The entire article (read it!) concerns “a series of cases in which DeVore has responded to public criticism with legal action. Most notably, he sued Pritzker last year after the governor called him ‘a grifter’ during a news conference.”
Piling a preposterous lie and a frivolous lawsuit on top of the use of the vile term “window lickers” was and still is loathsome behavior — infamous, revolting and so lacking in probity and empathy that it disqualifies him from holding any public office, particularly the office of attorney general.
Yes, Democratic incumbent Attorney General Kwame Raoul will trounce him in November after which he’ll crawl back under his rock. But sooner rather than later, the Illinois Republican Party should summon its vestigial decency and moderation and renounce his candidacy.
Last week’s winning tweet
Scroll down to read this week’s nominees or click here to vote in the new poll.
News & Views
News: The football season has kicked off with boffo TV ratings.
View: My guess is that blame or credit for this resurgence goes to the explosion in online gambling. The ads for the services are ubiquitous, and those who fall for the come-ons have an additional incentive to watch games that might otherwise not be of interest. So the NFL, too, can take great advantage of human credulity and greed.
News: Drivers who flee police — or those who own the vehicle — to be fined $900 under new Naperville ordinance.
View: Good idea. How about $9,000? The dangers of high-speed police chases are serious and well documented. Yet the malignant impact of policies that in effect tell motorists they can avoid arrest or sanction just by taking off like bats out of hell is also obviously detrimental to public safety. On Monday, the CWBChicago crime-news website reported:
A newly released surveillance video shows a serial armed robbery team mugging a man at gunpoint in Wicker Park on Friday morning. Minutes after the footage was recorded, Chicago police officers spotted the robbers in their getaway car nearby, but a CPD supervisor ordered the cops to stop following the vehicle (when) it reached the Kennedy Expressway. … A CPD supervisor, adhering to the police department’s strict vehicle pursuit guidelines, ordered the officers to break off and let the car go.

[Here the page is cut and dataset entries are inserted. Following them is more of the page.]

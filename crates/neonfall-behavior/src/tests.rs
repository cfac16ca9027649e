use rand::SeedableRng;
use rand_chacha::ChaCha8Rng;

use neonfall_core::components::BehaviorState;
use neonfall_core::enums::{Behavior, BossKind, ChargePhase, Mode};
use neonfall_core::types::{Position, Vec2};

use crate::boss::{volley_shots, VolleyKind};
use crate::steer::{evaluate, BehaviorAction, BehaviorContext};
use crate::templates;

fn rng() -> ChaCha8Rng {
    ChaCha8Rng::seed_from_u64(42)
}

fn ctx(behavior: Behavior, pos: Position, player: Position) -> BehaviorContext {
    BehaviorContext {
        behavior,
        boss: None,
        pos,
        player,
        eff_speed: 2.0,
        delta: 1.0,
    }
}

#[test]
fn slow_pursues_player() {
    let c = ctx(
        Behavior::Slow,
        Position::new(100.0, 100.0),
        Position::new(200.0, 100.0),
    );
    let update = evaluate(&c, &mut BehaviorState::default(), &mut rng());
    assert!(update.displacement.x > 0.0);
    assert!(update.displacement.y.abs() < 1e-6);
    assert!(update.actions.is_empty());
}

#[test]
fn zigzag_flips_after_interval() {
    let c = ctx(
        Behavior::Zigzag,
        Position::new(100.0, 100.0),
        Position::new(100.0, 300.0),
    );
    let mut state = BehaviorState {
        zigzag_dir: 1.0,
        ..Default::default()
    };
    let mut r = rng();
    let before = evaluate(&c, &mut state, &mut r).displacement;
    for _ in 0..45 {
        evaluate(&c, &mut state, &mut r);
    }
    assert_eq!(state.zigzag_dir, -1.0);
    let after = evaluate(&c, &mut state, &mut r).displacement;
    // Lateral component flips sign; forward component keeps it.
    assert!(before.x * after.x < 0.0);
}

#[test]
fn shooter_holds_its_band() {
    let far = ctx(
        Behavior::Shooter,
        Position::new(100.0, 100.0),
        Position::new(500.0, 100.0),
    );
    let mut state = BehaviorState {
        shoot_cooldown: 999.0,
        ..Default::default()
    };
    let mut r = rng();
    assert!(evaluate(&far, &mut state, &mut r).displacement.x > 0.0);

    let close = ctx(
        Behavior::Shooter,
        Position::new(100.0, 100.0),
        Position::new(200.0, 100.0),
    );
    assert!(evaluate(&close, &mut state, &mut r).displacement.x < 0.0);

    let banded = ctx(
        Behavior::Shooter,
        Position::new(100.0, 100.0),
        Position::new(310.0, 100.0),
    );
    assert_eq!(evaluate(&banded, &mut state, &mut r).displacement, Vec2::ZERO);
}

#[test]
fn shooter_fires_when_cooldown_expires() {
    let c = ctx(
        Behavior::Shooter,
        Position::new(100.0, 100.0),
        Position::new(310.0, 100.0),
    );
    let mut state = BehaviorState {
        shoot_cooldown: 1.0,
        ..Default::default()
    };
    let update = evaluate(&c, &mut state, &mut rng());
    assert!(update.actions.contains(&BehaviorAction::FireAtPlayer));
    assert!((110.0..150.0).contains(&state.shoot_cooldown));
}

#[test]
fn charger_runs_full_dash_cycle() {
    let c = ctx(
        Behavior::Charger,
        Position::new(100.0, 100.0),
        Position::new(400.0, 100.0),
    );
    let mut state = BehaviorState {
        dash_cooldown: 1.0,
        ..Default::default()
    };
    let mut r = rng();

    evaluate(&c, &mut state, &mut r);
    assert_eq!(state.charge, ChargePhase::Windup);

    for _ in 0..30 {
        evaluate(&c, &mut state, &mut r);
    }
    assert_eq!(state.charge, ChargePhase::Dash);
    assert!(state.dash_dir.x > 0.0);

    let dash = evaluate(&c, &mut state, &mut r).displacement;
    assert!(dash.x > c.eff_speed);

    for _ in 0..20 {
        evaluate(&c, &mut state, &mut r);
    }
    assert_eq!(state.charge, ChargePhase::Chase);
    assert!(state.dash_cooldown > 100.0);
}

#[test]
fn commander_grants_shields_on_cooldown() {
    let c = ctx(
        Behavior::Commander,
        Position::new(100.0, 100.0),
        Position::new(400.0, 100.0),
    );
    let mut state = BehaviorState {
        aura_cooldown: 1.0,
        ..Default::default()
    };
    let update = evaluate(&c, &mut state, &mut rng());
    match update.actions.first() {
        Some(BehaviorAction::GrantAlliedShields { amount, range }) => {
            assert!((3.0..=4.0).contains(amount));
            assert_eq!(*range, 150.0);
        }
        other => panic!("expected shield aura, got {other:?}"),
    }
    assert_eq!(state.aura_cooldown, 200.0);
}

#[test]
fn toxic_drops_poison_periodically() {
    let c = ctx(
        Behavior::Toxic,
        Position::new(100.0, 100.0),
        Position::new(400.0, 100.0),
    );
    let mut state = BehaviorState::default();
    let mut r = rng();
    let mut drops = 0;
    for _ in 0..120 {
        let update = evaluate(&c, &mut state, &mut r);
        drops += update
            .actions
            .iter()
            .filter(|a| **a == BehaviorAction::DropPoison)
            .count();
    }
    assert_eq!(drops, 3);
}

#[test]
fn assassin_teleports_to_ring_and_vanishes() {
    let player = Position::new(450.0, 300.0);
    let c = ctx(Behavior::Assassin, Position::new(100.0, 100.0), player);
    let mut state = BehaviorState {
        phase_cooldown: 1.0,
        ..Default::default()
    };
    let update = evaluate(&c, &mut state, &mut rng());
    match update.actions.first() {
        Some(BehaviorAction::Teleport { to }) => {
            let d = to.distance_to(player);
            assert!((120.0..=180.0).contains(&d), "ring distance {d}");
        }
        other => panic!("expected teleport, got {other:?}"),
    }
    assert_eq!(state.invisible_timer, 60.0);
    assert!((180.0..220.0).contains(&state.phase_cooldown));
}

#[test]
fn invisible_assassin_crawls() {
    let c = ctx(
        Behavior::Assassin,
        Position::new(100.0, 100.0),
        Position::new(400.0, 100.0),
    );
    let mut hidden = BehaviorState {
        phase_cooldown: 999.0,
        invisible_timer: 30.0,
        ..Default::default()
    };
    let mut visible = BehaviorState {
        phase_cooldown: 999.0,
        ..Default::default()
    };
    let mut r = rng();
    let slow = evaluate(&c, &mut hidden, &mut r).displacement.length();
    let fast = evaluate(&c, &mut visible, &mut r).displacement.length();
    assert!(fast > slow * 3.0);
}

#[test]
fn assassin_flashes_on_reappear() {
    let c = ctx(
        Behavior::Assassin,
        Position::new(100.0, 100.0),
        Position::new(400.0, 100.0),
    );
    let mut state = BehaviorState {
        phase_cooldown: 999.0,
        invisible_timer: 0.5,
        ..Default::default()
    };
    evaluate(&c, &mut state, &mut rng());
    assert_eq!(state.reappear_flash, 12.0);
}

#[test]
fn rift_opens_portals_on_cooldown() {
    let c = ctx(
        Behavior::Rift,
        Position::new(100.0, 100.0),
        Position::new(400.0, 100.0),
    );
    let mut state = BehaviorState {
        rift_cooldown: 1.0,
        ..Default::default()
    };
    let update = evaluate(&c, &mut state, &mut rng());
    assert!(update.actions.contains(&BehaviorAction::OpenRift));
    assert!((180.0..240.0).contains(&state.rift_cooldown));
}

#[test]
fn volley_patterns_have_expected_shapes() {
    let aim = Vec2::new(0.0, 1.0);
    assert_eq!(volley_shots(VolleyKind::MatriarchSpread, aim).len(), 5);
    assert_eq!(volley_shots(VolleyKind::MatriarchRing, aim).len(), 16);
    assert_eq!(volley_shots(VolleyKind::WardenFan, aim).len(), 3);
    assert_eq!(
        volley_shots(VolleyKind::WardenCross { phase: 0.0 }, aim).len(),
        4
    );
    let spiral = volley_shots(VolleyKind::WardenSpiral, aim);
    assert_eq!(spiral.len(), 12);
    assert!(spiral.last().unwrap().1 > spiral[0].1);
}

#[test]
fn ring_ignores_aim_direction() {
    let a = volley_shots(VolleyKind::MatriarchRing, Vec2::new(1.0, 0.0));
    let b = volley_shots(VolleyKind::MatriarchRing, Vec2::new(0.0, 1.0));
    assert_eq!(a[3].0.x, b[3].0.x);
}

#[test]
fn matriarch_summons_when_cooldown_expires() {
    let mut c = ctx(
        Behavior::Boss,
        Position::new(300.0, 200.0),
        Position::new(450.0, 300.0),
    );
    c.boss = Some(BossKind::Matriarch);
    let mut state = BehaviorState {
        shoot_cooldown: 999.0,
        wave_cooldown: 999.0,
        summon_cooldown: 1.0,
        ..Default::default()
    };
    let update = evaluate(&c, &mut state, &mut rng());
    assert!(update
        .actions
        .contains(&BehaviorAction::SummonMinions { count: 2 }));
}

#[test]
fn warden_cross_phase_advances() {
    let mut c = ctx(
        Behavior::Boss,
        Position::new(300.0, 200.0),
        Position::new(450.0, 300.0),
    );
    c.boss = Some(BossKind::Warden);
    let mut state = BehaviorState {
        shoot_cooldown: 999.0,
        wave_cooldown: 1.0,
        summon_cooldown: 999.0,
        ..Default::default()
    };
    let update = evaluate(&c, &mut state, &mut rng());
    assert!(update
        .actions
        .contains(&BehaviorAction::Volley(VolleyKind::WardenCross { phase: 0.0 })));
    assert_eq!(state.cross_phase, 0.5);
}

#[test]
fn boss_orbits_rather_than_rams() {
    let mut c = ctx(
        Behavior::Boss,
        Position::new(300.0, 200.0),
        Position::new(450.0, 300.0),
    );
    c.boss = Some(BossKind::Matriarch);
    let mut state = BehaviorState {
        shoot_cooldown: 999.0,
        wave_cooldown: 999.0,
        summon_cooldown: 999.0,
        ..Default::default()
    };
    let mut pos = c.pos;
    let mut r = rng();
    for _ in 0..600 {
        c.pos = pos;
        let update = evaluate(&c, &mut state, &mut r);
        pos = pos.translated(update.displacement);
    }
    let dist = pos.distance_to(c.player);
    assert!(
        (150.0..330.0).contains(&dist),
        "boss settled at distance {dist}"
    );
}

#[test]
fn tables_cover_all_archetypes() {
    for mode in [Mode::Endless, Mode::Rogue] {
        let table = templates::enemy_table(mode);
        assert_eq!(table.len(), 11);
        assert!(table
            .iter()
            .any(|(t, _)| t.behavior == Behavior::Assassin));
    }
}

#[test]
fn weapon_stage_track() {
    assert_eq!(templates::weapon_stage_for_level(1), 0);
    assert_eq!(templates::weapon_stage_for_level(3), 1);
    assert_eq!(templates::weapon_stage_for_level(6), 2);
    assert_eq!(templates::weapon_stage_for_level(9), 3);
    assert_eq!(templates::weapon_stage_for_level(30), 3);
}

#[test]
fn scaling_formulas_clamp() {
    assert_eq!(templates::endless_spawn_interval(0), 230.0);
    assert_eq!(templates::endless_spawn_interval(50), 120.0);
    assert_eq!(templates::endless_enemy_cap(0, 0), 5);
    assert_eq!(templates::endless_enemy_cap(40, 2), 16);
    assert_eq!(templates::rogue_spawn_interval(0.0), 170.0);
    assert_eq!(templates::rogue_spawn_interval(10_000.0), 90.0);
    assert_eq!(templates::rogue_enemy_cap(0.0), 8);
    assert_eq!(templates::rogue_enemy_cap(100_000.0), 14);
}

CWBChicago separately reported:
Chicago cops terminated pursuits and “follows” of another robbery crew’s vehicle at least five times in the six months between November 2021 and May 2022. That group of offenders is believed to have robbed well over 50 people, often pistol-whipping and sometimes firing shots.
Chicago Police Superintendent David Brown needs to find a better answer here than “Oh, well, let them go!”
News: Colorado Republican U.S. Rep. Lauren Boebert has been mocked on social media all week for revealing during a televised debate question that she did not know what the 19th Amendment is.
View: Boebert is dreadful, ignorant and mean. But criticizing her for not knowing or not being able to remember that the 19th Amendment is the one that gave women the right to vote is politically destructive. A lot of everyday people don’t know all or even most of the amendments by number — I certainly don’t — and harshing on Bobert for such a failure comes off like elitist piling-on. Especially given that the 19th Amendment is no longer controversial and there is zero chance it will ever be repealed.
News: The existence of a 41-tent encampment at Chicago’s Touhy Park, 7348 N. Paulina St., has reportedly made the park so unsafe for general neighborhood use that the Chicago Park District has closed the park indefinitely.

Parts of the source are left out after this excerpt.